## Source material:
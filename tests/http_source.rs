//! HTTP-numeric source against an in-process server.

mod common;

use std::time::Duration;

use common::{Canned, CannedServer};
use live_metric_feed::source::retry::is_permanent;
use live_metric_feed::{HttpNumericSource, MetricSource, RetryPolicy};

fn fast_retry() -> RetryPolicy {
    RetryPolicy::default()
        .with_backoff_step(Duration::from_millis(5))
        .with_timeout(Duration::from_secs(2))
}

#[tokio::test]
async fn text_body_with_grouping() {
    let srv = CannedServer::start(vec![Canned::text("Total: 2,901,442.5 tokens")]).await;
    let src = HttpNumericSource::new(&srv.url, fast_retry()).unwrap().with_decimals(1);
    assert_eq!(src.fetch().await.unwrap(), 2_901_442.5);

    let reqs = srv.requests();
    assert_eq!(reqs.len(), 1);
    assert!(reqs[0].request_line.starts_with("GET / "));
}

#[tokio::test]
async fn json_body_rounds_to_whole_units() {
    let srv = CannedServer::start(vec![Canned::json(r#"{"result":"2876179.4"}"#)]).await;
    let src = HttpNumericSource::new(&srv.url, fast_retry()).unwrap();
    assert_eq!(src.fetch().await.unwrap(), 2_876_179.0);
}

#[tokio::test]
async fn server_error_is_retried() {
    let srv = CannedServer::start(vec![
        Canned::status(500),
        Canned::status(503),
        Canned::json(r#"{"total": 42}"#),
    ])
    .await;
    let src = HttpNumericSource::new(&srv.url, fast_retry()).unwrap();
    assert_eq!(src.fetch().await.unwrap(), 42.0);
    assert_eq!(srv.hits(), 3);
}

#[tokio::test]
async fn not_found_is_not_retried() {
    let srv = CannedServer::start(vec![Canned::status(404)]).await;
    let src = HttpNumericSource::new(&srv.url, fast_retry()).unwrap();
    let err = src.fetch().await.unwrap_err();
    assert!(is_permanent(&err), "{err:#}");
    assert_eq!(srv.hits(), 1);
}

#[tokio::test]
async fn body_without_number_fails_without_retry() {
    let srv = CannedServer::start(vec![Canned::text("maintenance")]).await;
    let src = HttpNumericSource::new(&srv.url, fast_retry()).unwrap();
    assert!(src.fetch().await.is_err());
    assert_eq!(srv.hits(), 1);
}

## Directions for this task:
In full and word for word, output the material.

## Problem solution:
filename tests/http_source.rs
//! HTTP-numeric source against an in-process server.

mod common;

use std::time::Duration;

use common::{Canned, CannedServer};
use live_metric_feed::source::retry::is_permanent;
use live_metric_feed::{HttpNumericSource, MetricSource, RetryPolicy};

fn fast_retry() -> RetryPolicy {
    RetryPolicy::default()
        .with_backoff_step(Duration::from_millis(5))
        .with_timeout(Duration::from_secs(2))
}

#[tokio::test]
async fn text_body_with_grouping() {
    let srv = CannedServer::start(vec![Canned::text("Total: 2,901,442.5 tokens")]).await;
    let src = HttpNumericSource::new(&srv.url, fast_retry()).unwrap().with_decimals(1);
    assert_eq!(src.fetch().await.unwrap(), 2_901_442.5);

    let reqs = srv.requests();
    assert_eq!(reqs.len(), 1);
    assert!(reqs[0].request_line.starts_with("GET / "));
}

#[tokio::test]
async fn json_body_rounds_to_whole_units() {
    let srv = CannedServer::start(vec![Canned::json(r#"{"result":"2876179.4"}"#)]).await;
    let src = HttpNumericSource::new(&srv.url, fast_retry()).unwrap();
    assert_eq!(src.fetch().await.unwrap(), 2_876_179.0);
}

#[tokio::test]
async fn server_error_is_retried() {
    let srv = CannedServer::start(vec![
        Canned::status(500),
        Canned::status(503),
        Canned::json(r#"{"total": 42}"#),
    ])
    .await;
    let src = HttpNumericSource::new(&srv.url, fast_retry()).unwrap();
    assert_eq!(src.fetch().await.unwrap(), 42.0);
    assert_eq!(srv.hits(), 3);
}

#[tokio::test]
async fn not_found_is_not_retried() {
    let srv = CannedServer::start(vec![Canned::status(404)]).await;
    let src = HttpNumericSource::new(&srv.url, fast_retry()).unwrap();
    let err = src.fetch().await.unwrap_err();
    assert!(is_permanent(&err), "{err:#}");
    assert_eq!(srv.hits(), 1);
}

#[tokio::test]
async fn body_without_number_fails_without_retry() {
    let srv = CannedServer::start(vec![Canned::text("maintenance")]).await;
    let src = HttpNumericSource::new(&srv.url, fast_retry()).unwrap();
    assert!(src.fetch().await.is_err());
    assert_eq!(srv.hits(), 1);
}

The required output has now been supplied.